Photo by Honey Yanibel Minaya Cruz on Unsplash

How can Machine Learning algorithms include better Causality?

In recent years, machine learning algorithms have known a great success. Thanks to the availability of important amount of data and the increase of computation speed, they have outperformed usual statistical methods.

Nevertheless, as I was learning more about how they work and how to apply them, I came to a surprising fact: most of these algorithms were focusing on making the most accurate predictions or classifications rather than proving cause-and-effect relationships.

And yet, these kind of relationships can be crucial in decision making, especially in the sectors of health, social or behavior sciences.

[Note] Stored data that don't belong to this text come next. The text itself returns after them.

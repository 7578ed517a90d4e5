use sha2::{Digest, Sha256};

use crate::models::ProfileOptions;

/// The subset of `ProfileOptions` that changes *what* a report describes,
/// as opposed to how it's produced. Only this set participates in the
/// content fingerprint — fixed deliberately, not derived from the full
/// options struct, so adding an unrelated option field never silently
/// changes cache keys.
#[derive(Debug, Clone, PartialEq)]
pub struct CacheableOptions {
    pub delimiter: String,
    pub skip_empty_lines: bool,
}

impl From<&ProfileOptions> for CacheableOptions {
    fn from(opts: &ProfileOptions) -> Self {
        Self {
            delimiter: opts.delimiter_char().to_string(),
            skip_empty_lines: opts.skip_empty_lines,
        }
    }
}

impl CacheableOptions {
    /// Fixed key order serialization, independent of any derived JSON
    /// ordering, so the fingerprint is stable across serde/map implementations.
    pub fn canonical(&self) -> String {
        format!("delimiter={}&skipEmptyLines={}", self.delimiter, self.skip_empty_lines)
    }
}

/// `SHA256(SHA256(content) || "|" || canonical(options))`, hex-encoded.
pub fn fingerprint(content: &str, options: &CacheableOptions) -> String {
    let content_hash = Sha256::digest(content.as_bytes());
    let mut outer = Sha256::new();
    outer.update(content_hash);
    outer.update(b"|");
    outer.update(options.canonical().as_bytes());
    hex::encode(outer.finalize())
}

Consider the following questions:

  • How effective are nicotine patches in reducing people smoking habits
  • What is the impact of a renewal policy in the development of deprived area?
  • By how much did the last marketing company contribute to sales’ growth?

You can see that these questions are causal questions rather than associative questions. They require not only to prove the cause-effect relationship but to quantify it.

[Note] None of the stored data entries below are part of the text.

//! Control-plane contract of the audio transport and token issuer.
//!
//! Only connection control is consumed here; media (codecs, NAT traversal) is
//! entirely the transport's business. Transport callbacks are delivered as an
//! ordered `mpsc` stream that the audio session actor drains.

use crate::errors::CoordinatorError;
use crate::models::{RoomId, UserId};
use secrecy::SecretString;
use std::fmt;
use tokio::sync::mpsc;

/// Short-lived credentials for one room connection.
#[derive(Clone)]
pub struct AudioGrant {
    /// Access token. Never logged.
    pub access_token: SecretString,
    pub server_url: String,
    /// Room name on the media server.
    pub room_display_name: String,
}

impl fmt::Debug for AudioGrant {
    fn fmt(&self, f: &mut fmt::Formatter<'_>) -> fmt::Result {
        f.debug_struct("AudioGrant")
            .field("access_token", &"[REDACTED]")
            .field("server_url", &self.server_url)
            .field("room_display_name", &self.room_display_name)
            .finish()
    }
}

/// Connection state as reported by the transport.
#[derive(Debug, Clone, Copy, PartialEq, Eq)]
pub enum TransportState {
    Connecting,
    Connected,
    Reconnecting,
    /// Signalling channel is re-establishing while media may still flow.
    SignalReconnecting,
    Disconnected,
}

/// Events pushed by an open transport connection, in emission order.
#[derive(Debug, Clone, PartialEq, Eq)]
pub enum TransportEvent {
    ConnectionStateChanged(TransportState),
    /// Full list of participants currently detected as speaking.
    ActiveSpeakersChanged(Vec<UserId>),
    TrackMuted {
        participant: UserId,
    },
    TrackUnmuted {
        participant: UserId,
    },
    ParticipantConnected {
        participant: UserId,
        microphone_enabled: bool,
    },
    ParticipantDisconnected {
        participant: UserId,
    },
    /// Terminal disconnect initiated by the server or the network.
    Disconnected,
}

/// Issues access grants for the audio transport.
#[async_trait::async_trait]
pub trait TokenIssuer: Send + Sync {
    async fn issue_token(
        &self,
        room_id: RoomId,
        user_id: &UserId,
    ) -> Result<AudioGrant, CoordinatorError>;
}

/// A live transport connection.
#[async_trait::async_trait]
pub trait TransportConnection: Send + Sync {
    /// Identity of the local participant on this connection.
    fn local_identity(&self) -> UserId;

    async fn set_microphone_enabled(&self, enabled: bool) -> Result<(), CoordinatorError>;

    /// Close the connection. Closing twice is not an error.
    async fn close(&self) -> Result<(), CoordinatorError>;
}

/// Result of opening the transport: the connection plus its event stream.
pub struct OpenedTransport {
    pub connection: Box<dyn TransportConnection>,
    pub events: mpsc::Receiver<TransportEvent>,
}

impl fmt::Debug for OpenedTransport {
    fn fmt(&self, f: &mut fmt::Formatter<'_>) -> fmt::Result {
        f.debug_struct("OpenedTransport")
            .field("local_identity", &self.connection.local_identity())
            .finish_non_exhaustive()
    }
}

/// Factory for transport connections.
#[async_trait::async_trait]
pub trait AudioTransport: Send + Sync {
    /// Ask the device for microphone access. `Ok(false)` means refused.
    async fn request_microphone_permission(&self) -> Result<bool, CoordinatorError>;

    async fn open(&self, grant: &AudioGrant) -> Result<OpenedTransport, CoordinatorError>;
}

#[cfg(test)]
#[allow(clippy::unwrap_used, clippy::expect_used)]
mod tests {
    use super::*;

    #[test]
    fn test_grant_debug_redacts_token() {
        let grant = AudioGrant {
            access_token: SecretString::from("eyJhbGciOiJIUzI1NiJ9.secret".to_string()),
            server_url: "wss://audio.example.com".to_string(),
            room_display_name: "room-abc".to_string(),
        };

        let debug_output = format!("{grant:?}");

        assert!(debug_output.contains("[REDACTED]"));
        assert!(!debug_output.contains("eyJhbGci"));
        assert!(debug_output.contains("wss://audio.example.com"));
    }
}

Most of the time, experimental interventions are used: analysts carry out surveys, gather data and analyze it with sophisticated statistical methods. However, these experiments can be costly both in terms of time and money and even raise ethical questions in some cases.

Is there any other alternative?

In this article, I will share with you my key findings about some important causal modeling tools such as structural models, causal diagrams and their associated logic.

After reading this article, you will learn:

  • What are the different levels of causal inference?
  • How to learn a causal structure through graphs?
  • How to quantify causal effects?

Correlation does not imply causation

Before getting started, it is essential to revisit the well-known adage: correlation is not causation. It means that you cannot legitimately deduce a cause-and-effect relationship between two variables only because you have observed a correlation between them.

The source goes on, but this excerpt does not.